Ela era uma digna protagonista da história, porque com um único arco de maior dramatismo já nos faz esquecer Obie e Zoya.
Em suma, o grande problema que muitos apontaram no início de nesta versão serem os professores a assumir o controlo da Gossip Girl, é o menor dos problemas deste reboot que ainda tem um longo caminho pela frente se quer entrar para a história e tornar-se tão memorável como o original.
Ter os professores como elemento que gera as cusquices e os dramas dentro da escola até que foi ousado, e, surpreendentemente, bem justificado porque coloca a grande fonte de informação fora do circuito em que os protagonistas estão, ou seja, sem deixar que as emoções lhe toldem o julgamento na hora de publicar o que quer que seja. Nesse aspeto até que foi inovador, porque deu um papel de maior importância aos professores que são, por norma, figuras de background em histórias adolescentes.
O problema não está em serem eles, está em que exista a necessidade da série tem uma Gossip Girl, porque no fundo parece que existia um piloto já escrito que levou uma reformulação às três pancadas para ser mergulhado no universo da série clássica, mas com o qual não ouve cuidado suficiente para manter a coerência.
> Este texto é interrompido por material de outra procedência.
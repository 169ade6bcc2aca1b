//! Built-in template pools and the library that holds them.

use std::collections::HashMap;

use super::{Template, TemplateCategory};
use crate::agents::ScaffoldingType;
use crate::zpd::Intensity;

/// Template pools keyed by (scaffolding type, category).
///
/// Pool order is significant: the selector breaks score ties by lowest index.
#[derive(Debug, Clone, Default)]
pub struct TemplateLibrary {
    pools: HashMap<(ScaffoldingType, TemplateCategory), Vec<Template>>,
}

impl TemplateLibrary {
    /// Library with the built-in pools for every agent, the control agent
    /// included.
    pub fn new() -> Self {
        let mut library = Self::default();
        library.register_builtins();
        library
    }

    /// Library without any templates.
    pub fn empty() -> Self {
        Self::default()
    }

    /// Append a template to a pool.
    pub fn register(
        &mut self,
        kind: ScaffoldingType,
        category: TemplateCategory,
        template: Template,
    ) {
        self.pools.entry((kind, category)).or_default().push(template);
    }

    /// Templates in a pool, empty if none were registered.
    pub fn pool(&self, kind: ScaffoldingType, category: TemplateCategory) -> &[Template] {
        self.pools
            .get(&(kind, category))
            .map(Vec::as_slice)
            .unwrap_or(&[])
    }

    fn register_builtins(&mut self) {
        for kind in ScaffoldingType::ROSTER {
            for (category, templates) in builtin_pools(kind) {
                for template in templates {
                    self.register(kind, category, template);
                }
            }
        }
    }
}

fn builtin_pools(kind: ScaffoldingType) -> Vec<(TemplateCategory, Vec<Template>)> {
    use Intensity::{High, Low, Medium};
    use TemplateCategory::{Conclusion, FollowUp, InitialPrompt};

    match kind {
        ScaffoldingType::Conceptual => vec![
            (
                InitialPrompt,
                vec![
                    Template::open("Let's look at the big picture of your map. Which concepts are essential for this topic, and which ones are still missing?").with_intensity(High),
                    Template::open("Think about the core ideas of this topic. Which concepts would an expert expect to see in your map?").with_intensity(Medium),
                    Template::open("What key concepts would you add to strengthen your map?").with_intensity(Low),
                    Template::specific("Your map has {node_count} concepts. Start with {concept}: which other concepts is it directly related to, and how would you label those links?").with_intensity(High),
                    Template::specific("How would you describe the relationship between {concept} and {concept_2}?").with_intensity(Medium),
                    Template::specific("What does {recent_concept} mean in this topic, in your own words?").with_intensity(Low),
                    Template::specific("{isolated_concept} isn't connected to anything yet. Where does it belong in your map?"),
                ],
            ),
            (
                FollowUp,
                vec![
                    Template::open("Can you say more about what that idea means to you?"),
                    Template::open("Which concept in your map feels most central right now, and why?"),
                    Template::specific("How is {concept} different from {concept_2}?"),
                    Template::specific("Is {concept} an example, a cause, or a part of something else in your map?"),
                    Template::specific("You connected {relationship}. What does that link mean to you?"),
                    Template::specific("Which concept would you add next to explain {recent_concept} better?"),
                    Template::open("Are there concepts in your map that overlap or could be merged?"),
                ],
            ),
            (
                Conclusion,
                vec![
                    Template::specific("Good work in this round. Your map now holds {node_count} concepts and {edge_count} relationships, and you've thought carefully about how the ideas relate."),
                    Template::open("Thanks for working through the concepts in this round. Keep your map as it is; we'll build on it next."),
                ],
            ),
        ],
        ScaffoldingType::Procedural => vec![
            (
                InitialPrompt,
                vec![
                    Template::open("Let's take this step by step. First, add one concept you're sure belongs in the map, then connect it to an existing one.").with_intensity(High),
                    Template::open("What is the next step you want to take with your map?").with_intensity(Medium),
                    Template::open("How will you continue building your map in this round?").with_intensity(Low),
                    Template::specific("Your map has {node_count} concepts and {edge_count} relationships. A good first step: connect {isolated_concept} to a related concept.").with_intensity(High),
                    Template::specific("Try adding a labelled relationship that starts at {concept}. Where would it point?").with_intensity(Medium),
                    Template::specific("Which step would improve the part of your map around {recent_concept}?").with_intensity(Low),
                ],
            ),
            (
                FollowUp,
                vec![
                    Template::open("What will you add or change next?"),
                    Template::open("Which relationship in your map still needs a clear label?"),
                    Template::specific("What would be a good next step from {concept}?"),
                    Template::specific("Could you add one more relationship for {recent_concept}?"),
                    Template::specific("{isolated_concept} is not linked yet. Which concept should it connect to?"),
                    Template::specific("Check the link {relationship}. Does its label describe the connection precisely?"),
                    Template::open("Have you checked that every concept has at least one connection?"),
                ],
            ),
            (
                Conclusion,
                vec![
                    Template::specific("Nice progress. Step by step you've reached {node_count} concepts and {edge_count} relationships in this round."),
                    Template::open("That's the end of this round. Every step you took is saved in your map."),
                ],
            ),
        ],
        ScaffoldingType::Strategic => vec![
            (
                InitialPrompt,
                vec![
                    Template::open("Before you continue, let's plan. Which area of the topic will you focus on first, and which one after that?").with_intensity(High),
                    Template::open("What strategy will you use to make your map more complete?").with_intensity(Medium),
                    Template::open("What's your plan for this round?").with_intensity(Low),
                    Template::specific("Your map has {node_count} concepts. Consider grouping them around a few central ideas such as {concept}. What groups do you see?").with_intensity(High),
                    Template::specific("Which part of your map, perhaps around {concept}, would benefit most from more detail?").with_intensity(Medium),
                    Template::specific("How does {recent_concept} fit into your overall plan for the map?").with_intensity(Low),
                ],
            ),
            (
                FollowUp,
                vec![
                    Template::open("Which part of the topic is least covered in your map so far?"),
                    Template::open("If you had only five more minutes, what would you prioritize?"),
                    Template::specific("What would change if you started from {concept_2} instead of {concept}?"),
                    Template::specific("Is {concept} a central idea or a detail in your map?"),
                    Template::specific("How does the link {relationship} fit into your overall structure?"),
                    Template::open("How could you check whether your map covers the topic from more than one perspective?"),
                    Template::specific("Which cluster should {isolated_concept} belong to?"),
                ],
            ),
            (
                Conclusion,
                vec![
                    Template::specific("Well planned. Your map has grown to {node_count} concepts and {edge_count} relationships with a clearer structure."),
                    Template::open("This round is complete. Keep your plan in mind for the next one."),
                ],
            ),
        ],
        ScaffoldingType::Metacognitive => vec![
            (
                InitialPrompt,
                vec![
                    Template::open("Take a moment to look at your map. Which parts do you feel confident about, and where are you unsure?").with_intensity(High),
                    Template::open("How has your understanding of the topic changed since you started?").with_intensity(Medium),
                    Template::open("How would you rate your map so far, and why?").with_intensity(Low),
                    Template::specific("You have {node_count} concepts and {edge_count} relationships. How sure are you about the links around {concept}?").with_intensity(High),
                    Template::specific("What made you add {recent_concept}? How does it change your picture of the topic?").with_intensity(Medium),
                    Template::specific("How would you explain {concept} to someone new to the topic?").with_intensity(Low),
                ],
            ),
            (
                FollowUp,
                vec![
                    Template::open("How did you decide on that?"),
                    Template::open("What would you do differently if you started the map again?"),
                    Template::specific("How confident are you about {relationship}, and what would make you more certain?"),
                    Template::specific("What do you know about {concept} that isn't in your map yet?"),
                    Template::specific("Did adding {recent_concept} change how you see the rest of the map?"),
                    Template::open("Which part of your thinking was hardest to put into the map?"),
                    Template::specific("How could you check whether {concept} and {concept_2} are really connected?"),
                ],
            ),
            (
                Conclusion,
                vec![
                    Template::specific("Thanks for reflecting so openly. Your map now shows {node_count} concepts and {edge_count} relationships; notice how your thinking has moved."),
                    Template::open("That's it for this round. Take your reflections with you into the next one."),
                ],
            ),
        ],
        // acknowledgements only: no questions, hints or content feedback
        ScaffoldingType::Neutral => vec![
            (
                InitialPrompt,
                vec![
                    Template::open("Please continue building your concept map according to the task description. Add concepts and relationships as you see fit."),
                    Template::open("Keep developing your concept map based on the provided materials. Work at your own pace."),
                    Template::specific("Your concept map currently shows {node_count} concepts and {edge_count} relationships. Keep going with your work."),
                ],
            ),
            (
                FollowUp,
                vec![
                    Template::open("Thanks for the update. Please continue with your concept mapping task as described."),
                    Template::specific("I see you're working with {concept} and {concept_2}. Keep building your map according to the task requirements."),
                    Template::specific("I notice your map has {node_count} concepts so far. Please continue working on it as described in the instructions."),
                    Template::specific("I can see your progress with {recent_concept}. Continue working on the task as described."),
                    Template::open("Please continue with your concept map development."),
                ],
            ),
            (
                Conclusion,
                vec![
                    Template::specific("This round is complete. Your map has {node_count} concepts and {edge_count} relationships."),
                    Template::open("This round is complete. Please continue with the task in the next round."),
                ],
            ),
        ],
    }
}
Nem tudo é terrível, obviamente, mas o caminho para se tornar em algo bom promete ser um percurso de sacrifício. Vamos dar a chance para que aprendam com os erros na nova temporada, na esperança de que finalmente os personagens tenham algo para nos dizer e deixem de ser bonecos insufláveis pintados à luz dos clichês mais básicos. É esperar para ver, no próximo ano na HBO Max.